Note: In the following equations, $tanh$ is just used as a default non-linear activation function.

## RNNs (Recurrent Neural Net)
A neural net that incorporates a hidden state for past information at the previous time step. The primary part of the RNN is the hidden state. The output is then a function of said hidden state which does not necessarily need to be a single matrix multiplication with bias added.

Evolution of the RNN:
\begin{array}{rl}
h_t&=tanh(W_{xh}x_t+W_{hh}h_{t-1}+b_h)\\
y_t&=W_{hy}h_t+b_y \text{ (Toy example equation for output)}
\end{array}
where 
- $y_t$ is the output at time $t$
- $h_t$ is the hidden state at time $t$
- $x_t$ is the data at time $t$
- $b_{...}$ is a bias vector
- $W_{...}$ is a weight matrix

## GRUs
An RNN that uses a gating mechanism.
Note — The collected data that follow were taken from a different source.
//! Acquisition discovery and staging.
//!
//! Acquisitions are located by their timestamped filename and copied into the
//! working directory under a canonical numbered name, which is what specinti
//! expects to find behind each prefix in the processing document.
use crate::error::PipelineError;
use anyhow::{Context, Result};
use regex::Regex;
use std::fs::{self, File, FileTimes};
use std::path::{Path, PathBuf};

/// `YYYYMMDDTHHMMSS.fits` as written by the acquisition software.
pub const ACQUISITION_FILENAME_PATTERN: &str =
    r"^\d{4}(0[1-9]|1[0-2])(0[1-9]|[12]\d|3[01])T([01]\d|2[0-3])[0-5]\d[0-5]\d\.fits$";

/// Result of staging one exposure category.
#[derive(Debug, Clone)]
pub struct StagedBatch {
    pub prefix: String,
    pub count: usize,
    pub files: Vec<PathBuf>,
}

impl StagedBatch {
    pub fn first(&self) -> Option<&Path> {
        self.files.first().map(PathBuf::as_path)
    }
}

/// List acquisition files directly inside `directory`.
///
/// Names are sorted so that staged indices follow acquisition time instead of
/// directory-listing order.
pub fn list_acquisition_files(directory: &Path) -> Result<Vec<PathBuf>> {
    let pattern =
        Regex::new(ACQUISITION_FILENAME_PATTERN).expect("regex for acquisition filenames");
    let mut matched = Vec::new();
    for entry in
        fs::read_dir(directory).with_context(|| format!("read {}", directory.display()))?
    {
        let entry = entry.with_context(|| format!("read entry in {}", directory.display()))?;
        let path = entry.path();
        if !path.is_file() {
            continue;
        }
        let Some(name) = path.file_name().and_then(|name| name.to_str()) else {
            continue;
        };
        if pattern.is_match(name) {
            matched.push(path);
        }
    }
    matched.sort();
    tracing::debug!(
        directory = %directory.display(),
        matched = matched.len(),
        "listed acquisition files"
    );
    Ok(matched)
}

/// Copy `sources` into `destination` as `<prefix><index>.<ext>`.
///
/// Every source is checked before the first copy so a missing file aborts the
/// whole batch without leaving a partial sequence behind.
pub fn stage_files(sources: &[PathBuf], destination: &Path, prefix: &str) -> Result<StagedBatch> {
    if !destination.is_dir() {
        return Err(PipelineError::NotADirectory(destination.to_path_buf()).into());
    }
    if let Some(missing) = sources.iter().find(|source| !source.is_file()) {
        return Err(PipelineError::SourceNotFound(missing.clone()).into());
    }

    let mut files = Vec::with_capacity(sources.len());
    for (index, source) in sources.iter().enumerate() {
        let dest = destination.join(staged_file_name(prefix, index, source));
        copy_preserving_metadata(source, &dest)?;
        files.push(dest);
    }
    tracing::info!(prefix, count = files.len(), "staged acquisition files");
    Ok(StagedBatch {
        prefix: prefix.to_string(),
        count: files.len(),
        files,
    })
}

fn staged_file_name(prefix: &str, index: usize, source: &Path) -> String {
    match source.extension().and_then(|ext| ext.to_str()) {
        Some(ext) => format!("{prefix}{index}.{ext}"),
        None => format!("{prefix}{index}"),
    }
}

fn copy_preserving_metadata(source: &Path, dest: &Path) -> Result<()> {
    // fs::copy carries permission bits; timestamps are restored by hand.
    fs::copy(source, dest)
        .with_context(|| format!("copy {} to {}", source.display(), dest.display()))?;
    let metadata =
        fs::metadata(source).with_context(|| format!("inspect {}", source.display()))?;
    let mut times = FileTimes::new();
    if let Ok(accessed) = metadata.accessed() {
        times = times.set_accessed(accessed);
    }
    if let Ok(modified) = metadata.modified() {
        times = times.set_modified(modified);
    }
    let file = File::options()
        .write(true)
        .open(dest)
        .with_context(|| format!("open {}", dest.display()))?;
    file.set_times(times)
        .with_context(|| format!("set times on {}", dest.display()))?;
    Ok(())
}
//! Typed paths into a specinti install directory.
use std::path::{Path, PathBuf};

pub const SPECINTI_BINARY: &str = "specinti";
pub const CONFIGURATION_DIR: &str = "_configuration";
pub const INSTALL_CONFIG_FILE: &str = "config.yaml";
pub const INI_FILE: &str = "specinti_ini.yaml";
pub const LOCK_FILE: &str = ".specinti-runner.lock";

/// Name of the processing document inside the working directory.
pub const PROCESSING_FILE: &str = "processing.yaml";

#[derive(Debug, Clone)]
pub struct InstallPaths {
    root: PathBuf,
}

impl InstallPaths {
    pub fn new(root: PathBuf) -> Self {
        Self { root }
    }

    pub fn root(&self) -> &Path {
        &self.root
    }

    /// Return the `specinti` executable path.
    pub fn binary_path(&self) -> PathBuf {
        self.root.join(SPECINTI_BINARY)
    }

    /// Return the `_configuration/` directory path.
    pub fn configuration_dir(&self) -> PathBuf {
        self.root.join(CONFIGURATION_DIR)
    }

    /// Return the `_configuration/config.yaml` path.
    pub fn install_config_path(&self) -> PathBuf {
        self.configuration_dir().join(INSTALL_CONFIG_FILE)
    }

    /// Return the `_configuration/specinti_ini.yaml` path.
    pub fn ini_path(&self) -> PathBuf {
        self.configuration_dir().join(INI_FILE)
    }

    pub fn lock_path(&self) -> PathBuf {
        self.configuration_dir().join(LOCK_FILE)
    }
}

/// File stem as specinti expects it: no directory, no extension.
pub fn file_stem(path: &Path) -> String {
    path.file_stem()
        .map(|stem| stem.to_string_lossy().to_string())
        .unwrap_or_default()
}
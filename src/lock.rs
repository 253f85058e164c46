//! Advisory lock serializing runs against one install directory.
//!
//! The install-side documents live at fixed paths, so two runs sharing an
//! install path would overwrite each other's configuration while specinti is
//! still reading it. The lock is held from the first install-side write until
//! the engine exits.
use anyhow::{Context, Result};
use std::fs::{self, File};
use std::path::{Path, PathBuf};

#[derive(Debug)]
pub struct InstallLock {
    path: PathBuf,
    #[cfg_attr(not(unix), allow(dead_code))]
    file: File,
}

impl InstallLock {
    /// Acquire the lock at `path`, blocking while another run holds it.
    pub fn acquire(path: &Path) -> Result<Self> {
        if let Some(parent) = path.parent() {
            fs::create_dir_all(parent).with_context(|| format!("create {}", parent.display()))?;
        }
        let file = File::options()
            .create(true)
            .truncate(false)
            .write(true)
            .open(path)
            .with_context(|| format!("open lock {}", path.display()))?;
        lock_exclusive(&file, path)?;
        tracing::debug!(path = %path.display(), "acquired install lock");
        Ok(Self {
            path: path.to_path_buf(),
            file,
        })
    }
}

impl Drop for InstallLock {
    fn drop(&mut self) {
        unlock(&self.file);
        tracing::debug!(path = %self.path.display(), "released install lock");
    }
}

#[cfg(unix)]
fn lock_exclusive(file: &File, path: &Path) -> Result<()> {
    use std::os::fd::AsRawFd;

    let fd = file.as_raw_fd();
    // SAFETY: fd is a valid descriptor owned by `file` for the whole call.
    if unsafe { libc::flock(fd, libc::LOCK_EX | libc::LOCK_NB) } == 0 {
        return Ok(());
    }
    let err = std::io::Error::last_os_error();
    if err.kind() != std::io::ErrorKind::WouldBlock {
        return Err(err).with_context(|| format!("lock {}", path.display()));
    }
    tracing::info!(path = %path.display(), "install path busy, waiting for lock");
    // SAFETY: as above.
    if unsafe { libc::flock(fd, libc::LOCK_EX) } != 0 {
        return Err(std::io::Error::last_os_error())
            .with_context(|| format!("lock {}", path.display()));
    }
    Ok(())
}

#[cfg(unix)]
fn unlock(file: &File) {
    use std::os::fd::AsRawFd;

    // SAFETY: the descriptor is still open; closing it would release the lock anyway.
    unsafe {
        libc::flock(file.as_raw_fd(), libc::LOCK_UN);
    }
}

#[cfg(not(unix))]
fn lock_exclusive(_file: &File, _path: &Path) -> Result<()> {
    Ok(())
}

#[cfg(not(unix))]
fn unlock(_file: &File) {}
This mechanism helps fix 2 issues: vanishing gradients, and short term memory bias. The gates control gradient flow, and allow for the hidden state to be updated only if there is sufficient information.

Evolution of the GRU:
\begin{array}{rl}
z_t &= \sigma(W_zx_t+U_zh_{t-1}+b_z) \\
r_t &= \sigma(W_rx_t+U_rh_{t-1}+b_r) \\
\tilde{h}_t &= tanh(Wx_t + U(r_t\odot h_{t-1}) + b) \\
h_t &= (1-z_t)\odot h_{t-1}+z_t\odot h_t
\end{array}
where
- $z_t$ is the update gate with values from $0$ to $1$
- $r_t$ is the reset gate with values from $0$ to $1$
- $\tilde{h}_t$ is the candidate hidden state
- $h_t$ is the final hidden state
- $\sigma(\cdot)$ is the sigmoid activation function
- $W_{...}$ and $U_{...}$ are weight matrices
- $b_{...}$ are bias vectors

## LSTMs
An RNN that uses a memory cell as well as a gating mechanism. The additions fix issues of learning long-term dependencies, have more gates than the GRU, and separates the hidden state and memory rather than merging them like in a GRU.

Evolution of the LSTM:
\begin{array}{rl}
    f_t &= \sigma(W_fx_t+U_fh_{t-1}+b_f)\\
    i_t &= \sigma(W_ix_t+U_ih_{t-1}+b_i)\\
    o_t &= \sigma(W_ox_t+U_oh_{t-1}+b_o)\\
    \tilde{c}_t &= tanh(W_cx_t+U_ch_{t-1}+b_c)\\
    c_t &= f_t\odot c_{t-1} + i_t\odot \tilde{c}_t\\
    h_t &= o_t\odot tanh(c_t)
\end{array}
where 
- $f_t$ is the forget gate with values $0$ to $1$
- $i_t$ is the input gate with values $0$ to $1$
- $o_t$ is the output gate with values $0$ to $1$
- $\tilde{c}_t$ is the candidate memory cell vector
- $c_t$ is the updated memory cell vector
- $h_t$ is the hidden state


## Bi-RNNs
An RNN that processes a sequence both forwards and backwards, used for when an entire sequence is available e.g. for text sentiment-classification.

\begin{array}{rl} 
\overrightarrow{h}_t&=tanh(\overrightarrow{W}_{xh}x_t+\overrightarrow{W}_{hh}\overrightarrow{h}_{t-1}+\overrightarrow{b})\\
\overleftarrow{h}_t&=tanh(\overleftarrow{W}_{xh}x_t+\overleftarrow{W}_{hh}\overleftarrow{h}_{t-1}+\overleftarrow{b})\\
h_t &= concat(\overrightarrow{h}_t,\overleftarrow{h}_t)
\end{array}
where 
- $\overrightarrow{h}_t$ is the forward hidden state
- $\overleftarrow{h}_t$ is the backward hidden state

*The same kind of equations (a forward model and backward model) appear for the **BiLSTM** and **BiGRU**.